§ INSTRUCTIONS TO FOLLOW
State how many lines of the entries hold the string "GoalFilter". Reply with the number alone.

§ RECORDS TO USE
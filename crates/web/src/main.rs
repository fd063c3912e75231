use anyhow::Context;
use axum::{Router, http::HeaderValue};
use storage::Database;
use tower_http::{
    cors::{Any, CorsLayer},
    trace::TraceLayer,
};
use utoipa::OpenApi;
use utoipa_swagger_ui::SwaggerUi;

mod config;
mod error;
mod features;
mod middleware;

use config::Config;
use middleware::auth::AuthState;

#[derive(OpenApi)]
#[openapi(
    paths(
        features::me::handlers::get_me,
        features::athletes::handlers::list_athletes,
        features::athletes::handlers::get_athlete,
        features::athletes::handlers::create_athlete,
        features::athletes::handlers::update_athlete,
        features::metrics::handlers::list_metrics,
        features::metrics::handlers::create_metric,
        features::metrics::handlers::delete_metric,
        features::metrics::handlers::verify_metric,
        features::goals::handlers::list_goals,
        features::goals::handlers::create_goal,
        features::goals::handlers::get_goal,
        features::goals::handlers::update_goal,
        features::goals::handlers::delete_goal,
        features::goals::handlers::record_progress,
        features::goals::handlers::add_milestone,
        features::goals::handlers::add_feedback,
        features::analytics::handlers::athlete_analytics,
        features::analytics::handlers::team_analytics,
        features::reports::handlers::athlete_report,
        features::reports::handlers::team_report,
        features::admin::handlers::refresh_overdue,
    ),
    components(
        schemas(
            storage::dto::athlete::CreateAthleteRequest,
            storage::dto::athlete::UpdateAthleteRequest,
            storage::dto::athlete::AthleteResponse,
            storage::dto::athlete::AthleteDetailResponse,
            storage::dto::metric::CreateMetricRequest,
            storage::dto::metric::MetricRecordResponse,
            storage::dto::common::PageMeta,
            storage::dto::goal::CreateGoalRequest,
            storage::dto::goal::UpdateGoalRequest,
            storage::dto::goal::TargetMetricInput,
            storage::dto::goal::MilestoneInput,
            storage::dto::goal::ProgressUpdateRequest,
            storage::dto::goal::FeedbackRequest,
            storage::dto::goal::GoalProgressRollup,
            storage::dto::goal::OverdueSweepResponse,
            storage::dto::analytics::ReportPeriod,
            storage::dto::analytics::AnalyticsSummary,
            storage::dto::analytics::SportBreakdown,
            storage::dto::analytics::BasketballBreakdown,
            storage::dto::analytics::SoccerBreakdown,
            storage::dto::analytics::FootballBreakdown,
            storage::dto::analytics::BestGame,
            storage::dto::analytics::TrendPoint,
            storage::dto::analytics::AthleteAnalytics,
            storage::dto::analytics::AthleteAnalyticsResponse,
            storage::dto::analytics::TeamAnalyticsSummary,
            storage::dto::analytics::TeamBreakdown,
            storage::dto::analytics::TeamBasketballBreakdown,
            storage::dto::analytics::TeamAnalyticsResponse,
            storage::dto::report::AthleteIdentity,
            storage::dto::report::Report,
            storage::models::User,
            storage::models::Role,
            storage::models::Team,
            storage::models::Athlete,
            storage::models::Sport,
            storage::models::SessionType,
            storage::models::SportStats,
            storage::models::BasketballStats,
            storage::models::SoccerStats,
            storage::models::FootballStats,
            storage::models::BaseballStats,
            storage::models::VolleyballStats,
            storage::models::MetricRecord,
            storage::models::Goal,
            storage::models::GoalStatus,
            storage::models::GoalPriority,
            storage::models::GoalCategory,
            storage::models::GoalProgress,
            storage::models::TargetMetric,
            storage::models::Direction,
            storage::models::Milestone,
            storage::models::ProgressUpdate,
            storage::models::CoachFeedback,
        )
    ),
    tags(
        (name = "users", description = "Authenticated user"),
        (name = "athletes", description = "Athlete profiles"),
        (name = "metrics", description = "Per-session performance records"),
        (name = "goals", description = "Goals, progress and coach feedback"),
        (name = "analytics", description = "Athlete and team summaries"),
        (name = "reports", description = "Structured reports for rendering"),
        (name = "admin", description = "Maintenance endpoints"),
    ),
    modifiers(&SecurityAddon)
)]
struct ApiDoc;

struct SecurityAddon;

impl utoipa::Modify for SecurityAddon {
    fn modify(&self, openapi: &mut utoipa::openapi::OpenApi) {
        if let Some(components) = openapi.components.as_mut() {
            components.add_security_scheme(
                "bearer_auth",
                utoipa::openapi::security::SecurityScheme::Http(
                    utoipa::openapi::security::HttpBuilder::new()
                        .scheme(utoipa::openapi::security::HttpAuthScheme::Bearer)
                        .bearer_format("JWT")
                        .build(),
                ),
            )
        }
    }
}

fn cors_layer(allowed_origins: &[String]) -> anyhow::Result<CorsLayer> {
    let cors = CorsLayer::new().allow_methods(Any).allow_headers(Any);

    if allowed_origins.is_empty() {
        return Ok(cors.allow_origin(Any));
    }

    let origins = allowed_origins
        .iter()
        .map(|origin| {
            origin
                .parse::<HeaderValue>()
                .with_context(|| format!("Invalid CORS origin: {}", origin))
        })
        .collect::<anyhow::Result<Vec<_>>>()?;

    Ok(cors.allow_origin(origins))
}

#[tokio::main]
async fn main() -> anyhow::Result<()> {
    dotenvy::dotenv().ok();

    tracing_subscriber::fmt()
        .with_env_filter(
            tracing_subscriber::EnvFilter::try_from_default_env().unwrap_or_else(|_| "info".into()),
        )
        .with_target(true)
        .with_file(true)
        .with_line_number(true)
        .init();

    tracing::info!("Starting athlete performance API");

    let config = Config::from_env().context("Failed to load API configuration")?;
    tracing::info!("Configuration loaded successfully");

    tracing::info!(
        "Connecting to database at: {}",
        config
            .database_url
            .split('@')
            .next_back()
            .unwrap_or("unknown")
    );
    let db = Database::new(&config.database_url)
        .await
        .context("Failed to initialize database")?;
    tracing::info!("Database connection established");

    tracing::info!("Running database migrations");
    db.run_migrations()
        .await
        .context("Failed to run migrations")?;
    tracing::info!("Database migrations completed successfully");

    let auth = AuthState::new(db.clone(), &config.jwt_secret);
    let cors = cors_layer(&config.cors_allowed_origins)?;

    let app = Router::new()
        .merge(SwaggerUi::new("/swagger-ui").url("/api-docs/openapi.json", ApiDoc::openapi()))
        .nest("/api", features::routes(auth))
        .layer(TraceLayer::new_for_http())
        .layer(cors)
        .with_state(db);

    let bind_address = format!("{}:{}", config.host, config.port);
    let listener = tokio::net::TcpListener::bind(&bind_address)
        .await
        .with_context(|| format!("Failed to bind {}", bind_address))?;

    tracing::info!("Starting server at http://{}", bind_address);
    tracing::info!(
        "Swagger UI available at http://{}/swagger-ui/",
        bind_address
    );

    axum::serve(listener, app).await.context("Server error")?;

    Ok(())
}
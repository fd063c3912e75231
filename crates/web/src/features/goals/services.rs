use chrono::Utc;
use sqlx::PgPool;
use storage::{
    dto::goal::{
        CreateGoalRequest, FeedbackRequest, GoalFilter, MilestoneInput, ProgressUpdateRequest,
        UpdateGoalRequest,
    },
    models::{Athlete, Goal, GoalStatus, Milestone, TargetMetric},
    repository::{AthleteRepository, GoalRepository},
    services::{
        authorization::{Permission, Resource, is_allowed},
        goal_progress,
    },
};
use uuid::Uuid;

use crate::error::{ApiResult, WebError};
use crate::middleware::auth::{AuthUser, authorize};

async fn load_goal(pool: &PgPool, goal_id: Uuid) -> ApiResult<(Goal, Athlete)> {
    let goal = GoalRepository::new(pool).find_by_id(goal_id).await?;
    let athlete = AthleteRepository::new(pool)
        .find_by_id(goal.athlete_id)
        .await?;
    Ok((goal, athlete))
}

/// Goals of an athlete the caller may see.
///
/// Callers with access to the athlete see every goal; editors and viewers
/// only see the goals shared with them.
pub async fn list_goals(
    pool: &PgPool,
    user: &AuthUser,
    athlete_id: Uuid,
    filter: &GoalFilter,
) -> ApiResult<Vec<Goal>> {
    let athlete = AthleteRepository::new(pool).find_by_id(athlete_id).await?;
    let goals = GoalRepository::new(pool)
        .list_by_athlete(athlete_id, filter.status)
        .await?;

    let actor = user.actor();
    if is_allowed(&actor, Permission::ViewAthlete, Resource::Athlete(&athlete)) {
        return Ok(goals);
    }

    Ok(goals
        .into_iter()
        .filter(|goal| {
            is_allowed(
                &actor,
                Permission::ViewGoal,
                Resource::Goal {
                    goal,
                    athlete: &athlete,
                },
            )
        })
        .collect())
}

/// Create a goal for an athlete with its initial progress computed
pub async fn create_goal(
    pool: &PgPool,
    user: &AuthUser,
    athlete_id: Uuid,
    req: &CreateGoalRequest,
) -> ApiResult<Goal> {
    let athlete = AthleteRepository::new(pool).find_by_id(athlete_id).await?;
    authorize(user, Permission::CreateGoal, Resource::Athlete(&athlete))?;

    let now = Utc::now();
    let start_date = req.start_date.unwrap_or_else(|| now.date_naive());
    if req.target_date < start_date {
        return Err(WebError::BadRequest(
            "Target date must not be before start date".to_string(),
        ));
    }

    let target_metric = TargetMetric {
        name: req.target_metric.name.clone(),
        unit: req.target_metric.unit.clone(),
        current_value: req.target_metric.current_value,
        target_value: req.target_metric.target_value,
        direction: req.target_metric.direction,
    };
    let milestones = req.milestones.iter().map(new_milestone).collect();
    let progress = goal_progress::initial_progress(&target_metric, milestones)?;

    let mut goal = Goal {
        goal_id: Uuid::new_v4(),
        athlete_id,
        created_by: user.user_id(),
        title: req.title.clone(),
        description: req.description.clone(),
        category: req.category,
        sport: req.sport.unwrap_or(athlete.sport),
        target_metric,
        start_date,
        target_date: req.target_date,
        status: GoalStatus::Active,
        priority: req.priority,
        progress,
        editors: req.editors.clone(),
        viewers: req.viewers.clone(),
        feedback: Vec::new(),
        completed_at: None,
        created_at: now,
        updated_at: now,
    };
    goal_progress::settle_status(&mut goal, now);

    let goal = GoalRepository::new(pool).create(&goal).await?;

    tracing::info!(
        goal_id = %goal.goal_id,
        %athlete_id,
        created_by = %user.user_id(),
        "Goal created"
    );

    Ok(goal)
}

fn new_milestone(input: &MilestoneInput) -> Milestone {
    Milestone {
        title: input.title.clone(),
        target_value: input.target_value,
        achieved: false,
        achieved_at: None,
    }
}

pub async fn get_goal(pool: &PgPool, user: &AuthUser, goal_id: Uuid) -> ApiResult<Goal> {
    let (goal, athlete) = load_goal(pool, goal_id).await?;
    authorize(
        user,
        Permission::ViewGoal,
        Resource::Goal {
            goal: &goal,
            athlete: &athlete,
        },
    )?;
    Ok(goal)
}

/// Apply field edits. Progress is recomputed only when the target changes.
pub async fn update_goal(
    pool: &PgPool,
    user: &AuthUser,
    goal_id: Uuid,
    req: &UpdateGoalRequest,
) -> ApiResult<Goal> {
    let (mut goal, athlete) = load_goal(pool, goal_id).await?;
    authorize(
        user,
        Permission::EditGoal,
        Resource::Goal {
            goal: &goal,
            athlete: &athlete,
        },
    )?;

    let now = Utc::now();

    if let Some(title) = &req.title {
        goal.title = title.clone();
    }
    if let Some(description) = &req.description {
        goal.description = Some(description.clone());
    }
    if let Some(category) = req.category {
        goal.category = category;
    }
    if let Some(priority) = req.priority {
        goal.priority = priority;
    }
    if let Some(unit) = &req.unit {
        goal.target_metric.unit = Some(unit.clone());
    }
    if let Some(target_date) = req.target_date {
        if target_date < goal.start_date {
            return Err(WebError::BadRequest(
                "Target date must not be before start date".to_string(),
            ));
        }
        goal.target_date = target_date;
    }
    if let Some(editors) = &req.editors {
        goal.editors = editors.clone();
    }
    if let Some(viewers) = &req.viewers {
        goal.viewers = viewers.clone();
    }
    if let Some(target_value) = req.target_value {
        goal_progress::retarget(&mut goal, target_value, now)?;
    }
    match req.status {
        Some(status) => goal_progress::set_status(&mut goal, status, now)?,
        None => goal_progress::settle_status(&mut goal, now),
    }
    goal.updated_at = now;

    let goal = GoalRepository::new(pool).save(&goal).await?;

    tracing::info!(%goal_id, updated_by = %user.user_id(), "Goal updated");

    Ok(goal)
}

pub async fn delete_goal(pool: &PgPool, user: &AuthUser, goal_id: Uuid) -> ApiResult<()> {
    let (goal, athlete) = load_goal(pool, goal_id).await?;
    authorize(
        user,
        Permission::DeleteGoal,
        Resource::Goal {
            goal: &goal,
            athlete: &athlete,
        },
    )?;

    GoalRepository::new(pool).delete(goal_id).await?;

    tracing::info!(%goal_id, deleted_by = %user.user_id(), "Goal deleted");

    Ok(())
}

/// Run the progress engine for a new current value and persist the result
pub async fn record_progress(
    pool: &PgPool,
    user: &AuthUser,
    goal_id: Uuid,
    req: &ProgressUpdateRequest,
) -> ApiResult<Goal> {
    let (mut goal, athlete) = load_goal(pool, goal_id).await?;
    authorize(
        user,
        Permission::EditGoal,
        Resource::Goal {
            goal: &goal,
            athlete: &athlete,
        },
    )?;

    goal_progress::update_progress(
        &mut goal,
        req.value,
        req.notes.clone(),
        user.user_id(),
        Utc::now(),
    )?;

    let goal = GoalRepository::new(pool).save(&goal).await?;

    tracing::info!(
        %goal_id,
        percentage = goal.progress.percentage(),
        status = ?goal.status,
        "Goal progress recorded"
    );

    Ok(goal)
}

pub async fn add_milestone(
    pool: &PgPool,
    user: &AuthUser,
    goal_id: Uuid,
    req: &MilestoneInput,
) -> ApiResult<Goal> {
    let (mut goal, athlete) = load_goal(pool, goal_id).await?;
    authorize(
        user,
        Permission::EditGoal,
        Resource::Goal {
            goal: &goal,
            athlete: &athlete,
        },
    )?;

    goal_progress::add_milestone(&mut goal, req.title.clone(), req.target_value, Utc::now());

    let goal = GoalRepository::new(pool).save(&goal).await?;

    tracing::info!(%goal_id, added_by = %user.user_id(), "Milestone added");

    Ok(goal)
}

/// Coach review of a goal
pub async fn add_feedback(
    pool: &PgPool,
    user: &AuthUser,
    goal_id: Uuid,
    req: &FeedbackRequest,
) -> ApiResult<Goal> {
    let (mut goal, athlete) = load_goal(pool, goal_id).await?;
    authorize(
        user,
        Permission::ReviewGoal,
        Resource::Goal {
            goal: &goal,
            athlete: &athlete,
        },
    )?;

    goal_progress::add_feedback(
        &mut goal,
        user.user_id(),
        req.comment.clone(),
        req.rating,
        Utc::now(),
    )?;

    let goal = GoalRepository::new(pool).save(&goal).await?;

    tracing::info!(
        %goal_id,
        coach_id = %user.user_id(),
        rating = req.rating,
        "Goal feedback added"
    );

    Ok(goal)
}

* * *

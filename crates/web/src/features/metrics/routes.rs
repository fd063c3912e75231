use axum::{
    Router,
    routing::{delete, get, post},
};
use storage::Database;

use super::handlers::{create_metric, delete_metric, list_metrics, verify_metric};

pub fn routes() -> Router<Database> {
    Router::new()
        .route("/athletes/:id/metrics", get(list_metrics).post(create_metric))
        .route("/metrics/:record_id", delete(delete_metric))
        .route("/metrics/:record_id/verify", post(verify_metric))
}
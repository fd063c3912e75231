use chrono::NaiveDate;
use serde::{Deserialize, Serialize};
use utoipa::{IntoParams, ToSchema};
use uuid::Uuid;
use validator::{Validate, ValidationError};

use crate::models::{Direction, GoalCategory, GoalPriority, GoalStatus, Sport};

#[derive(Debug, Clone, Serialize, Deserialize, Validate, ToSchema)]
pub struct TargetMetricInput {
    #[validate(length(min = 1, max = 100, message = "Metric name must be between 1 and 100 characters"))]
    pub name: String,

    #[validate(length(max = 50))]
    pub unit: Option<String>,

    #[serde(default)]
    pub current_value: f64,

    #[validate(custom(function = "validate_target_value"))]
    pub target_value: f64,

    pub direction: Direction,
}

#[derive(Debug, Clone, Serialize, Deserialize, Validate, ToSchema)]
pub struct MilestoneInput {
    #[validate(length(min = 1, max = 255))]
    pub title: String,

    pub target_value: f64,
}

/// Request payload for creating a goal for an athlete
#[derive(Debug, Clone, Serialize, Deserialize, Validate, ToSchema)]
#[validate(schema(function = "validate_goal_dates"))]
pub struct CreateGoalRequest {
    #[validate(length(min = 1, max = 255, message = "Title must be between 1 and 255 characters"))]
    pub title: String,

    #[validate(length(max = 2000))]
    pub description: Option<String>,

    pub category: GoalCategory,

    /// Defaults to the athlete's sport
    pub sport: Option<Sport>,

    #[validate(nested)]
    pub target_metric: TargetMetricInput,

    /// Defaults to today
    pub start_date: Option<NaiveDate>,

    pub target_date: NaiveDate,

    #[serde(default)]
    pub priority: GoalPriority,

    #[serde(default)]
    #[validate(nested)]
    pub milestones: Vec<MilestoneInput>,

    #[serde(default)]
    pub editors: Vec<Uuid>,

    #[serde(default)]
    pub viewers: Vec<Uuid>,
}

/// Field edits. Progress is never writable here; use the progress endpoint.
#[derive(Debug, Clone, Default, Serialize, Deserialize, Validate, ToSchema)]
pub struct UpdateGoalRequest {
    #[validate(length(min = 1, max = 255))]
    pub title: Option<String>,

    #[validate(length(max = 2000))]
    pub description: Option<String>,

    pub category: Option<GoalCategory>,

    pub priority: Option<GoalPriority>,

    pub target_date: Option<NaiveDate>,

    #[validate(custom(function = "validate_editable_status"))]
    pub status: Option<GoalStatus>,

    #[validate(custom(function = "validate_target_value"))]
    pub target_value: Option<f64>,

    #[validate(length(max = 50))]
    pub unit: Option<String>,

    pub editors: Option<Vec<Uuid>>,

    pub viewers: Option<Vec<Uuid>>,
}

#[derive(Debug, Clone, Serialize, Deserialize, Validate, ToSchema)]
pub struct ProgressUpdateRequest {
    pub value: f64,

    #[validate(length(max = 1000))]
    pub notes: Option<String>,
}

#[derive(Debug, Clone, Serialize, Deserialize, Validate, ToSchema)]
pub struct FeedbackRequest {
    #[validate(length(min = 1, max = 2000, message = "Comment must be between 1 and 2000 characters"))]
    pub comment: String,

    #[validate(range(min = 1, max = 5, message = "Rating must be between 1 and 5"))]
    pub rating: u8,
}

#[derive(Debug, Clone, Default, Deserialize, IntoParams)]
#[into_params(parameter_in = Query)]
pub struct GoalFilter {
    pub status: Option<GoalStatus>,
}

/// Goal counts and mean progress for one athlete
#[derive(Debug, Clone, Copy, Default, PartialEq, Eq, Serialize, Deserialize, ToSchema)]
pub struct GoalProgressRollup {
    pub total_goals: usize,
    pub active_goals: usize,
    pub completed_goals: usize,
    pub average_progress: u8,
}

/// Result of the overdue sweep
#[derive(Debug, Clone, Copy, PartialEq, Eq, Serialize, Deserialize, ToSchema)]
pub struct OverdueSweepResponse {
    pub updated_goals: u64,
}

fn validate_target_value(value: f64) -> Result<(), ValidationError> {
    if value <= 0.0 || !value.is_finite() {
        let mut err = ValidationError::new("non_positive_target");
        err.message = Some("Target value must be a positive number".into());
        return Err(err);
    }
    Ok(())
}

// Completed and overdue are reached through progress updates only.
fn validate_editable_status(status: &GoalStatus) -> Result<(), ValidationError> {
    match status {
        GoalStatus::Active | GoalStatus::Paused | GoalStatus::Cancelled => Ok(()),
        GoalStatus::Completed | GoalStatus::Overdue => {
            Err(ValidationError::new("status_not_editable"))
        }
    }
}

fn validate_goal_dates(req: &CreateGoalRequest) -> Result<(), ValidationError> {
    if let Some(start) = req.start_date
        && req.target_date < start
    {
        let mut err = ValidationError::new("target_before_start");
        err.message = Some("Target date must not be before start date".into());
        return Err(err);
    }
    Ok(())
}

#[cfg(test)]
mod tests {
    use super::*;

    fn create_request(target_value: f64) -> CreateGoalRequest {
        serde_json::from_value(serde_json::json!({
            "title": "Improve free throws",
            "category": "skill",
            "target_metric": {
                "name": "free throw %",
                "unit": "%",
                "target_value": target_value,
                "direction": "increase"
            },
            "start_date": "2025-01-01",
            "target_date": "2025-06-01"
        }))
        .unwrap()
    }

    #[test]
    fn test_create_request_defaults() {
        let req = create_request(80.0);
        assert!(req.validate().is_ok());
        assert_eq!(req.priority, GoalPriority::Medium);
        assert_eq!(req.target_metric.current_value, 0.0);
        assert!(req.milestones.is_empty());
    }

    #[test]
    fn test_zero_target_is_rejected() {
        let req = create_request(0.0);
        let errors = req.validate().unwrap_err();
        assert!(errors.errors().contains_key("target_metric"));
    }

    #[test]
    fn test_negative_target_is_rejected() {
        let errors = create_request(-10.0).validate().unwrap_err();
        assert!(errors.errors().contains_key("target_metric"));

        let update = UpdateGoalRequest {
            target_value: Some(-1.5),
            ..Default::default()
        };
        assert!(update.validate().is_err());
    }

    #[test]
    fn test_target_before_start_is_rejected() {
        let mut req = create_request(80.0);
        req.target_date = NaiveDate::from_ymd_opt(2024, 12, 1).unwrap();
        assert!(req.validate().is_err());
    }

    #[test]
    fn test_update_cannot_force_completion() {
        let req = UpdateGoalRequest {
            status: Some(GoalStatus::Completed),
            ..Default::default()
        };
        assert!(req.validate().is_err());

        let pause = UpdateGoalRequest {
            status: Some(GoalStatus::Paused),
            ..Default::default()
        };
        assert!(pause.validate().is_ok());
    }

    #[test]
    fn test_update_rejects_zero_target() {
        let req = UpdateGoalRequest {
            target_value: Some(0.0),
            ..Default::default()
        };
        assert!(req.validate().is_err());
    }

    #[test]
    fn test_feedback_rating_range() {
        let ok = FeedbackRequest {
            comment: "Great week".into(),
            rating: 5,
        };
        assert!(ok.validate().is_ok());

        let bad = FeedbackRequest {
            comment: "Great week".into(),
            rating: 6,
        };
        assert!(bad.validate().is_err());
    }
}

§ WRITTEN ANSWER
3